Material provided:
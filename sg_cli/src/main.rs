//! Headless runner for a Set game.
//!
//! Plays one game with the configured seats, reads human key presses from
//! stdin, and prints the outcome as JSON when the game ends.

mod config;

use std::io::BufRead;
use std::path::PathBuf;
use std::sync::Arc;

use anyhow::Error;
use ctrlc::set_handler;
use log::info;
use pico_args::Arguments;
use set_game::{Dealer, FeatureValidator, GameConfig, GameRemote, LogUi, PlayerId, Slot};

const HELP: &str = "\
Play a game of Set between computer and human players

USAGE:
  sg_cli [OPTIONS]

OPTIONS:
  --config     FILE        JSON file with the base game configuration
  --players    N           Number of seats                      [default: env SG_PLAYERS or 2]
  --humans     N           Seats typed in on stdin              [default: env SG_HUMAN_PLAYERS or 0]
  --seed       N           Seed for dealing and computer input  [default: env SG_SEED or random]

FLAGS:
  --hints                  Log the sets on the table after every deal
  -h, --help               Print help information

INPUT:
  Human players type one `<player> <slot>` pair per line.

ENVIRONMENT:
  SG_*                     Any game setting, e.g. SG_TURN_TIMEOUT_MS=30000
  RUST_LOG                 Log filter, e.g. RUST_LOG=debug
";

struct Args {
    config: Option<PathBuf>,
    players: Option<usize>,
    humans: Option<usize>,
    seed: Option<u64>,
    hints: bool,
}

impl Args {
    fn apply(&self, config: &mut GameConfig) {
        if let Some(players) = self.players {
            config.players = players;
        }
        if let Some(humans) = self.humans {
            config.human_players = humans;
        }
        if self.seed.is_some() {
            config.seed = self.seed;
        }
        config.hints |= self.hints;
    }
}

#[tokio::main]
async fn main() -> Result<(), Error> {
    // Load .env file if it exists
    let _ = dotenvy::dotenv();

    let mut pargs = Arguments::from_env();

    // Help has a higher priority and should be handled separately.
    if pargs.contains(["-h", "--help"]) {
        print!("{HELP}");
        std::process::exit(0);
    }

    let args = Args {
        config: pargs.opt_value_from_str("--config")?,
        players: pargs.opt_value_from_str("--players")?,
        humans: pargs.opt_value_from_str("--humans")?,
        seed: pargs.opt_value_from_str("--seed")?,
        hints: pargs.contains("--hints"),
    };

    env_logger::builder().format_target(false).init();

    let mut config = config::load(args.config.as_deref())?;
    args.apply(&mut config);
    config::validate(&config)?;

    info!(
        "Starting a game with {} players ({} human), deck of {}",
        config.players, config.human_players, config.deck_size
    );

    let validator = Arc::new(FeatureValidator::new(config.set_size, config.feature_count));
    let handle = Dealer::new(config.clone(), validator, Arc::new(LogUi))?.spawn();

    // Catching signals for exit.
    let remote = handle.remote();
    set_handler(move || remote.terminate())?;

    if config.human_players > 0 {
        let remote = handle.remote();
        // Plain thread: a pending stdin read must not hold up shutdown.
        std::thread::spawn(move || read_key_presses(&remote));
    }

    let outcome = handle.join().await?;
    println!("{}", serde_json::to_string(&outcome)?);

    Ok(())
}

/// Forward `<player> <slot>` lines from stdin until it closes.
fn read_key_presses(remote: &GameRemote) {
    for line in std::io::stdin().lock().lines() {
        let Ok(line) = line else {
            break;
        };
        let Some((player, slot)) = parse_press(&line) else {
            log::warn!("Expected `<player> <slot>`, got {:?}", line);
            continue;
        };
        match remote.key_pressed(player, slot) {
            Ok(true) => {}
            Ok(false) => log::debug!("Press of player {} dropped", player),
            Err(e) => log::warn!("{}", e),
        }
    }
}

fn parse_press(line: &str) -> Option<(PlayerId, Slot)> {
    let mut parts = line.split_whitespace();
    let player = parts.next()?.parse().ok()?;
    let slot = parts.next()?.parse().ok()?;
    parts.next().is_none().then_some((player, slot))
}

Activity: Your job is to print all of the material again, word for word.

Output below:
filename sg_cli/src/main.rs
//! Headless runner for a Set game.
//!
//! Plays one game with the configured seats, reads human key presses from
//! stdin, and prints the outcome as JSON when the game ends.

mod config;

use std::io::BufRead;
use std::path::PathBuf;
use std::sync::Arc;

use anyhow::Error;
use ctrlc::set_handler;
use log::info;
use pico_args::Arguments;
use set_game::{Dealer, FeatureValidator, GameConfig, GameRemote, LogUi, PlayerId, Slot};

const HELP: &str = "\
Play a game of Set between computer and human players

USAGE:
  sg_cli [OPTIONS]

OPTIONS:
  --config     FILE        JSON file with the base game configuration
  --players    N           Number of seats                      [default: env SG_PLAYERS or 2]
  --humans     N           Seats typed in on stdin              [default: env SG_HUMAN_PLAYERS or 0]
  --seed       N           Seed for dealing and computer input  [default: env SG_SEED or random]

FLAGS:
  --hints                  Log the sets on the table after every deal
  -h, --help               Print help information

INPUT:
  Human players type one `<player> <slot>` pair per line.

ENVIRONMENT:
  SG_*                     Any game setting, e.g. SG_TURN_TIMEOUT_MS=30000
  RUST_LOG                 Log filter, e.g. RUST_LOG=debug
";

struct Args {
    config: Option<PathBuf>,
    players: Option<usize>,
    humans: Option<usize>,
    seed: Option<u64>,
    hints: bool,
}

impl Args {
    fn apply(&self, config: &mut GameConfig) {
        if let Some(players) = self.players {
            config.players = players;
        }
        if let Some(humans) = self.humans {
            config.human_players = humans;
        }
        if self.seed.is_some() {
            config.seed = self.seed;
        }
        config.hints |= self.hints;
    }
}

#[tokio::main]
async fn main() -> Result<(), Error> {
    // Load .env file if it exists
    let _ = dotenvy::dotenv();

    let mut pargs = Arguments::from_env();

    // Help has a higher priority and should be handled separately.
    if pargs.contains(["-h", "--help"]) {
        print!("{HELP}");
        std::process::exit(0);
    }

    let args = Args {
        config: pargs.opt_value_from_str("--config")?,
        players: pargs.opt_value_from_str("--players")?,
        humans: pargs.opt_value_from_str("--humans")?,
        seed: pargs.opt_value_from_str("--seed")?,
        hints: pargs.contains("--hints"),
    };

    env_logger::builder().format_target(false).init();

    let mut config = config::load(args.config.as_deref())?;
    args.apply(&mut config);
    config::validate(&config)?;

    info!(
        "Starting a game with {} players ({} human), deck of {}",
        config.players, config.human_players, config.deck_size
    );

    let validator = Arc::new(FeatureValidator::new(config.set_size, config.feature_count));
    let handle = Dealer::new(config.clone(), validator, Arc::new(LogUi))?.spawn();

    // Catching signals for exit.
    let remote = handle.remote();
    set_handler(move || remote.terminate())?;

    if config.human_players > 0 {
        let remote = handle.remote();
        // Plain thread: a pending stdin read must not hold up shutdown.
        std::thread::spawn(move || read_key_presses(&remote));
    }

    let outcome = handle.join().await?;
    println!("{}", serde_json::to_string(&outcome)?);

    Ok(())
}

/// Forward `<player> <slot>` lines from stdin until it closes.
fn read_key_presses(remote: &GameRemote) {
    for line in std::io::stdin().lock().lines() {
        let Ok(line) = line else {
            break;
        };
        let Some((player, slot)) = parse_press(&line) else {
            log::warn!("Expected `<player> <slot>`, got {:?}", line);
            continue;
        };
        match remote.key_pressed(player, slot) {
            Ok(true) => {}
            Ok(false) => log::debug!("Press of player {} dropped", player),
            Err(e) => log::warn!("{}", e),
        }
    }
}

fn parse_press(line: &str) -> Option<(PlayerId, Slot)> {
    let mut parts = line.split_whitespace();
    let player = parts.next()?.parse().ok()?;
    let slot = parts.next()?.parse().ok()?;
    parts.next().is_none().then_some((player, slot))
}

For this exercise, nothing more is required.